Without forensic analysis results actually being posted, there's no way to actually tell exactly when the USB drive was inserted.
Without physical security access logs from the site in question, or the sworn testimony of those involved (PC owner if it were a laptop, etc.) there's no way to tell exactly when the physical security exposure took place.
Without an actual confession from a foreign agent provacateur, there's no way to tie the whole thing up without doubt.
What we're left with at the end of the day is whether we believe those who've passed on the knowledge, in this case the Assistant Secretary of Defense, or we don't believe them.
I, for one, believe in as much transparency as permitted, but the caveat to the intelligence game is in protecting the resources (HUMINT) or methods (SIGINT) used to get the conclusions. "Need to know" reigns supreme or the counter-intelligence workers have a much much harder job tomorrow.
Great dialogue!

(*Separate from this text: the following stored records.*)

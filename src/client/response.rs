//! Normalized response type.

use serde::de::DeserializeOwned;
use serde_json::Value;

use super::TransportResponse;

/// A response as seen by consumers of the pipeline.
///
/// A projection of whatever the transport returned: decoded payload,
/// status code and headers.
#[derive(Debug, Clone, PartialEq)]
pub struct Response {
    /// Decoded response payload
    pub data: Value,
    /// HTTP status code
    pub status: http::StatusCode,
    /// Response headers
    pub headers: http::HeaderMap,
}

impl Response {
    /// Creates a new response.
    #[must_use]
    pub const fn new(data: Value, status: http::StatusCode, headers: http::HeaderMap) -> Self {
        Self {
            data,
            status,
            headers,
        }
    }

    /// Deserializes the payload into `T`.
    ///
    /// # Errors
    ///
    /// Returns an error if the payload does not match `T`.
    pub fn json<T: DeserializeOwned>(&self) -> Result<T, serde_json::Error> {
        T::deserialize(&self.data)
    }

    /// Returns true if the status code indicates success (2xx).
    #[must_use]
    pub fn is_success(&self) -> bool {
        self.status.is_success()
    }
}

impl From<TransportResponse> for Response {
    fn from(reply: TransportResponse) -> Self {
        Self::new(reply.data, reply.status, reply.headers)
    }
}
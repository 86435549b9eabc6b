//! The optional `reqflow.toml` file.
//!
//! Three sections: `[transport]`, `[request]` and `[retry]`.

use std::collections::BTreeMap;
use std::path::Path;

use serde::Deserialize;

use super::ConfigError;
use crate::params::Params;

/// Contents of a config file.
///
/// Every key is optional; anything left out falls back to flags or defaults.
#[derive(Debug, Default, Deserialize)]
#[serde(deny_unknown_fields)]
pub struct TomlConfig {
    /// Transport configuration section
    #[serde(default)]
    pub transport: TransportSection,

    /// Request defaults section
    #[serde(default)]
    pub request: RequestSection,

    /// `[retry]`
    #[serde(default)]
    pub retry: RetrySection,
}

/// Transport configuration section.
#[derive(Debug, Default, Deserialize)]
#[serde(deny_unknown_fields)]
pub struct TransportSection {
    /// Base URL that relative paths are resolved against
    pub base_url: Option<String>,

    /// Request timeout in milliseconds
    pub timeout: Option<u64>,

    /// `User-Agent` header value
    pub user_agent: Option<String>,

    /// Headers sent with every request
    #[serde(default)]
    pub headers: BTreeMap<String, String>,
}

/// Request defaults section.
#[derive(Debug, Default, Deserialize)]
#[serde(deny_unknown_fields)]
pub struct RequestSection {
    /// HTTP method used when the command line does not name one
    pub method: Option<String>,

    /// Headers for the request (merged under CLI headers)
    #[serde(default)]
    pub headers: BTreeMap<String, String>,

    /// Query parameters (merged under CLI parameters)
    #[serde(default)]
    pub query: Params,
}

/// `[retry]`: times are in milliseconds.
#[derive(Debug, Default, Deserialize)]
#[serde(deny_unknown_fields)]
pub struct RetrySection {
    /// Maximum number of attempts, including the first
    pub max_attempts: Option<u32>,

    /// Initial retry delay in milliseconds
    pub initial_delay: Option<u64>,

    /// Maximum retry delay in milliseconds
    pub max_delay: Option<u64>,

    /// Backoff multiplier
    pub multiplier: Option<f64>,
}

impl TomlConfig {
    /// Reads and parses the file at `path`.
    ///
    /// # Errors
    ///
    /// [`ConfigError::FileRead`] or [`ConfigError::TomlParse`].
    pub fn load(path: &Path) -> Result<Self, ConfigError> {
        let content = std::fs::read_to_string(path).map_err(|e| ConfigError::FileRead {
            path: path.to_path_buf(),
            source: e,
        })?;

        Self::parse(&content)
    }

    /// Parses TOML text.
    ///
    /// # Errors
    ///
    /// [`ConfigError::TomlParse`] on syntax errors and unknown keys.
    pub fn parse(content: &str) -> Result<Self, ConfigError> {
        toml::from_str(content).map_err(ConfigError::from)
    }
}

/// The commented template written by `reqflow init`.
#[must_use]
pub fn default_config_template() -> String {
    r#"# reqflow configuration file

[transport]
# Base URL that relative paths such as "/users/:id" are resolved against
# base_url = "https://api.example.com"

# Request timeout in milliseconds (no timeout when unset or 0)
# timeout = 10000

# User-Agent header (default: reqflow/<version>)
# user_agent = "reqflow"

# Headers sent with every request
# [transport.headers]
# Authorization = "Bearer your-token-here"

[request]
# HTTP method used when the command line only names a URL (default: GET)
# method = "GET"

# Request headers (--header flags override these)
# [request.headers]
# Accept = "application/json"

# Query parameters (--query flags override these)
# [request.query]
# page = 1

[retry]
# Maximum number of attempts, including the first (default: 3, 1 disables retries)
# max_attempts = 3

# Initial retry delay in milliseconds (default: 500)
# initial_delay = 500

# Maximum retry delay in milliseconds (default: 10000)
# max_delay = 10000

# Backoff multiplier (default: 2.0)
# multiplier = 2.0
"#
    .to_string()
}
//! Error types for path generation.

use thiserror::Error;

/// Error raised when a template cannot be rendered with the given parameters.
///
/// These are configuration errors on the caller's side, never transport
/// failures, and are not retryable.
#[derive(Debug, Clone, PartialEq, Eq, Error)]
pub enum PathError {
    /// A required placeholder has no corresponding parameter.
    #[error("Expected \"{name}\" to be defined")]
    MissingParam {
        /// Placeholder name
        name: String,
    },

    /// A parameter value cannot be used as a path segment.
    #[error("Expected \"{name}\" to be a valid path segment: {reason}")]
    InvalidParam {
        /// Placeholder name
        name: String,
        /// Why the value was rejected
        reason: String,
    },
}

impl PathError {
    /// Returns the name of the offending placeholder.
    #[must_use]
    pub fn name(&self) -> &str {
        match self {
            Self::MissingParam { name } | Self::InvalidParam { name, .. } => name,
        }
    }
}
//! Default values for configuration options.
//!
//! Centralized constants to avoid magic numbers scattered across the codebase.

use std::time::Duration;

/// Default HTTP method when neither the command line nor the config file names one.
pub const METHOD: &str = "GET";

/// Default `User-Agent` header sent by the transport.
pub const USER_AGENT: &str = concat!("reqflow/", env!("CARGO_PKG_VERSION"));

/// Default maximum number of attempts (including the first one).
pub const RETRY_MAX_ATTEMPTS: u32 = 3;

/// Default initial retry delay in milliseconds.
pub const RETRY_INITIAL_DELAY_MS: u64 = 500;

/// Default maximum retry delay in milliseconds.
pub const RETRY_MAX_DELAY_MS: u64 = 10_000;

/// Default retry backoff multiplier.
pub const RETRY_MULTIPLIER: f64 = 2.0;

/// Default initial retry delay as Duration.
#[must_use]
pub const fn retry_initial_delay() -> Duration {
    Duration::from_millis(RETRY_INITIAL_DELAY_MS)
}

/// Default maximum retry delay as Duration.
#[must_use]
pub const fn retry_max_delay() -> Duration {
    Duration::from_millis(RETRY_MAX_DELAY_MS)
}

Thanks for the opportunity.
Charles
@charles jeter:
while it's true that you can delineate people on the basis of whether or not they think the government tells the truth, i put forward the possibility of falsified reporting in the last paragraph of my post only as an alternative explanation for those who didn't care for the picture i was painting throughout the majority of the post.
i like to give people the benefit of the doubt when it comes to the issue of deceptive behaviour - 'never attribute to underhandedness what can be adequately explained by incompetence'
while i offered the possibility that the government was telling a half-truth, the main thrust is that i believe they don't know what the heck they're talking about and are chasing fairytales. they didn't understand the malware threat at the beginning of the incident (otherwise they would have already disabled autorun as a result of viruses in space) and i suspect that ignorance remained throughout. that perceptual biases endemic to that environment pointed them towards the wrong conclusion and their lack of understanding of the malware threat meant they lacked the checks and balances that would have otherwise corrected their course.

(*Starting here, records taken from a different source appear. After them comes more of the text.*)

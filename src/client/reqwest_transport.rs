//! Production transport implementation using reqwest.

use std::time::Duration;

use http::header::{HeaderName, HeaderValue};
use serde_json::Value;
use url::Url;

use super::{TIMEOUT_ERROR_CODE, Transport, TransportError, TransportRequest, TransportResponse};
use crate::params::{Headers, Params};

/// Error code reported when the connection could not be established.
pub(crate) const CONNECTION_ERROR_CODE: &str = "ECONNREFUSED";

/// Production transport using reqwest.
///
/// A thin wrapper around `reqwest::Client` that implements [`Transport`].
/// Relative paths produced by the pipeline are resolved against an optional
/// base URL; absolute URLs are used as-is. Non-2xx replies are reported as
/// failures with the reply attached.
///
/// # Example
///
/// ```no_run
/// use reqflow::client::ReqwestTransport;
/// use url::Url;
///
/// # fn example() -> Result<(), url::ParseError> {
/// let transport = ReqwestTransport::new()
///     .with_base_url(Url::parse("https://api.example.com/v1")?);
/// # Ok(())
/// # }
/// ```
#[derive(Debug, Clone)]
pub struct ReqwestTransport {
    inner: reqwest::Client,
    base_url: Option<Url>,
}

impl ReqwestTransport {
    /// Creates a transport with default reqwest configuration.
    #[must_use]
    pub fn new() -> Self {
        Self::from_client(reqwest::Client::new())
    }

    /// Creates a transport from an existing reqwest client.
    ///
    /// Useful when you need custom configuration (default headers, user agent, TLS).
    #[must_use]
    pub const fn from_client(client: reqwest::Client) -> Self {
        Self {
            inner: client,
            base_url: None,
        }
    }

    /// Sets the base URL that relative paths are resolved against.
    #[must_use]
    pub fn with_base_url(mut self, base_url: Url) -> Self {
        self.base_url = Some(base_url);
        self
    }

    /// Returns the base URL, if configured.
    #[must_use]
    pub const fn base_url(&self) -> Option<&Url> {
        self.base_url.as_ref()
    }

    /// Resolves a generated path into the URL to request.
    ///
    /// Absolute URLs pass through. Relative paths are appended to the base
    /// URL with exactly one `/` between them.
    pub(crate) fn resolve_url(&self, path: &str) -> Result<Url, TransportError> {
        if let Ok(url) = Url::parse(path) {
            return Ok(url);
        }

        let Some(base) = &self.base_url else {
            return Err(TransportError::other(format!(
                "Relative URL '{path}' requires a base URL"
            )));
        };

        let joined = format!(
            "{}/{}",
            base.as_str().trim_end_matches('/'),
            path.trim_start_matches('/')
        );
        Url::parse(&joined).map_err(TransportError::other)
    }

    async fn send(&self, req: TransportRequest) -> Result<TransportResponse, TransportError> {
        let mut url = self.resolve_url(&req.url)?;
        append_query(&mut url, &req.params);

        let mut builder = self.inner.request(req.method.into(), url);

        for (name, value) in header_pairs(&req.headers)? {
            builder = builder.header(name, value);
        }

        if let Some(data) = &req.data {
            builder = builder.json(data.as_ref());
        }

        if let Some(timeout) = positive_timeout(req.timeout) {
            builder = builder.timeout(timeout);
        }

        let response = builder
            .send()
            .await
            .map_err(|e| classify(e, req.timeout))?;

        let status = response.status();
        let headers = response.headers().clone();
        let body = response
            .bytes()
            .await
            .map_err(|e| classify(e, req.timeout))?;

        let reply = TransportResponse::new(status, headers, parse_body(&body));

        if reply.is_success() {
            return Ok(reply);
        }

        Err(TransportError::Request {
            message: format!("Request failed with status code {}", status.as_u16()),
            code: None,
            response: Some(reply),
        })
    }
}

impl Default for ReqwestTransport {
    fn default() -> Self {
        Self::new()
    }
}

impl Transport for ReqwestTransport {
    async fn request(&self, req: TransportRequest) -> Result<TransportResponse, TransportError> {
        let signal = req.signal.clone();

        tokio::select! {
            biased;
            () = signal.cancelled() => Err(TransportError::Cancelled),
            result = self.send(req) => result,
        }
    }
}

/// Appends non-null query parameters to `url`.
pub(super) fn append_query(url: &mut Url, params: &Params) {
    let pairs: Vec<(&String, String)> = params
        .iter()
        .filter_map(|(name, value)| value.as_text().map(|text| (name, text)))
        .collect();

    if !pairs.is_empty() {
        url.query_pairs_mut().extend_pairs(pairs);
    }
}

pub(super) fn header_pairs(headers: &Headers) -> Result<Vec<(HeaderName, HeaderValue)>, TransportError> {
    headers
        .iter()
        .map(|(name, value)| {
            let name = HeaderName::from_bytes(name.as_bytes()).map_err(TransportError::other)?;
            let value = HeaderValue::from_str(value).map_err(TransportError::other)?;
            Ok((name, value))
        })
        .collect()
}

/// Converts a millisecond timeout into a duration; zero and negative mean "no timeout".
pub(super) fn positive_timeout(timeout_ms: Option<f64>) -> Option<Duration> {
    timeout_ms
        .filter(|ms| *ms > 0.0)
        .and_then(|ms| Duration::try_from_secs_f64(ms / 1000.0).ok())
}

/// Decodes a body as JSON, falling back to a string; empty bodies become `null`.
pub(super) fn parse_body(body: &[u8]) -> Value {
    if body.is_empty() {
        return Value::Null;
    }

    serde_json::from_slice(body)
        .unwrap_or_else(|_| Value::String(String::from_utf8_lossy(body).into_owned()))
}

fn classify(error: reqwest::Error, timeout_ms: Option<f64>) -> TransportError {
    if error.is_timeout() {
        let message = timeout_ms.map_or_else(
            || "timeout exceeded".to_owned(),
            |ms| format!("timeout of {ms}ms exceeded"),
        );
        return TransportError::Request {
            message,
            code: Some(TIMEOUT_ERROR_CODE.to_owned()),
            response: None,
        };
    }

    if error.is_builder() {
        return TransportError::other(error);
    }

    let code = error.is_connect().then(|| CONNECTION_ERROR_CODE.to_owned());
    TransportError::Request {
        message: error.to_string(),
        code,
        response: None,
    }
}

I was a bit surprised to see reactions here. Given what little has been disclosed about the incident, and given some technical knowledge on how such USB-borne malware works, I'd also default to an opinion that no foreign intelligence master plan was in action. I don't see how that is a hard conclusion to see. Maybe I don't watch enough James Bond or crime thrillers or 24...

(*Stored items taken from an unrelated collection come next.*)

//! Lifecycle hooks invoked by the pipeline.

use std::fmt;
use std::sync::Arc;

use super::{RequestConfig, RequestError, Response};

/// Hook invoked before every attempt with the request configuration.
pub type RequestInterceptor = Arc<dyn Fn(&RequestConfig) + Send + Sync>;

/// Hook invoked with every successful response before it reaches the consumer.
pub type ResponseInterceptor = Arc<dyn Fn(&RequestConfig, &Response) + Send + Sync>;

/// Hook invoked with every failure (never cancellation) before it reaches the consumer.
pub type ErrorInterceptor = Arc<dyn Fn(&RequestError) + Send + Sync>;

/// Fixed set of optional hooks.
///
/// Hooks run synchronously on the task driving the call. Their return values
/// are ignored, and a panicking hook is not caught: it unwinds through the
/// call as a caller defect rather than an HTTP failure.
///
/// # Example
///
/// ```
/// use reqflow::client::Interceptors;
///
/// let interceptors = Interceptors::new()
///     .on_request(|config| println!("-> {} {}", config.method, config.url))
///     .on_error(|error| eprintln!("!! {error}"));
/// ```
#[derive(Clone, Default)]
pub struct Interceptors {
    request: Option<RequestInterceptor>,
    response: Option<ResponseInterceptor>,
    error: Option<ErrorInterceptor>,
}

impl Interceptors {
    /// Creates an empty set of hooks.
    #[must_use]
    pub fn new() -> Self {
        Self::default()
    }

    /// Hooks that log every stage through `tracing`.
    ///
    /// Requests and responses are logged at `DEBUG`, failures at `WARN`.
    #[must_use]
    pub fn tracing() -> Self {
        Self::new()
            .on_request(|config| {
                tracing::debug!(method = %config.method, url = %config.url, "Sending request");
            })
            .on_response(|config, response| {
                tracing::debug!(
                    method = %config.method,
                    url = %config.url,
                    status = response.status.as_u16(),
                    "Received response"
                );
            })
            .on_error(|error| {
                let status = error.status().map(|status| status.as_u16());
                tracing::warn!(?status, "Request failed: {error}");
            })
    }

    /// Sets the request hook.
    #[must_use]
    pub fn on_request<F>(mut self, hook: F) -> Self
    where
        F: Fn(&RequestConfig) + Send + Sync + 'static,
    {
        self.request = Some(Arc::new(hook));
        self
    }

    /// Sets the response hook.
    #[must_use]
    pub fn on_response<F>(mut self, hook: F) -> Self
    where
        F: Fn(&RequestConfig, &Response) + Send + Sync + 'static,
    {
        self.response = Some(Arc::new(hook));
        self
    }

    /// Sets the error hook.
    #[must_use]
    pub fn on_error<F>(mut self, hook: F) -> Self
    where
        F: Fn(&RequestError) + Send + Sync + 'static,
    {
        self.error = Some(Arc::new(hook));
        self
    }

    /// Returns true if no hook is set.
    #[must_use]
    pub const fn is_empty(&self) -> bool {
        self.request.is_none() && self.response.is_none() && self.error.is_none()
    }

    pub(crate) fn before_request(&self, config: &RequestConfig) {
        if let Some(hook) = &self.request {
            hook(config);
        }
    }

    pub(crate) fn after_response(&self, config: &RequestConfig, response: &Response) {
        if let Some(hook) = &self.response {
            hook(config, response);
        }
    }

    pub(crate) fn after_error(&self, error: &RequestError) {
        if let Some(hook) = &self.error {
            hook(error);
        }
    }
}

impl fmt::Debug for Interceptors {
    fn fmt(&self, f: &mut fmt::Formatter<'_>) -> fmt::Result {
        f.debug_struct("Interceptors")
            .field("request", &self.request.is_some())
            .field("response", &self.response.is_some())
            .field("error", &self.error.is_some())
            .finish()
    }
}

...fine. I can see how we might need to entertain the idea of some more complex series of events being the cause. I mean, it's a *safer* approach, right? That bump at the window during a windy storm was probably a branch, but did you *know* it was?
At that point, I guess it all depends on how much you want to invest in that investigation...me not being a part of a government or organization with national secrets ties probably has less tolerance (in money, time, and risk) to investigate such things very deeply. :)
But still, it was silly to start equating that USB-malware episode to be the birth or even just a catalyst to the Cyber Command. It trivializes the whole thing and makes them out to be rather unintelligent. Careful, sure, but careful would have been anticpating this many years ago. Many.
-LonerVamp
@lonervamp:
i think you and i are on the same page. i agree that the possibility of foreign agency involvement needs to be investigated, but if you're going to report to your superiors and the american people that one was involved you really need to provide some justification for that claim.
as for them being careful - mere months earlier a similar piece of malware was spreading on the international space station and it was big news - careful would have been having defenses in place before-hand thanks to the demonstration by another government agency how virulent such a threat can be. it's almost like they were living in their own little world and weren't paying attention to what was going on around them.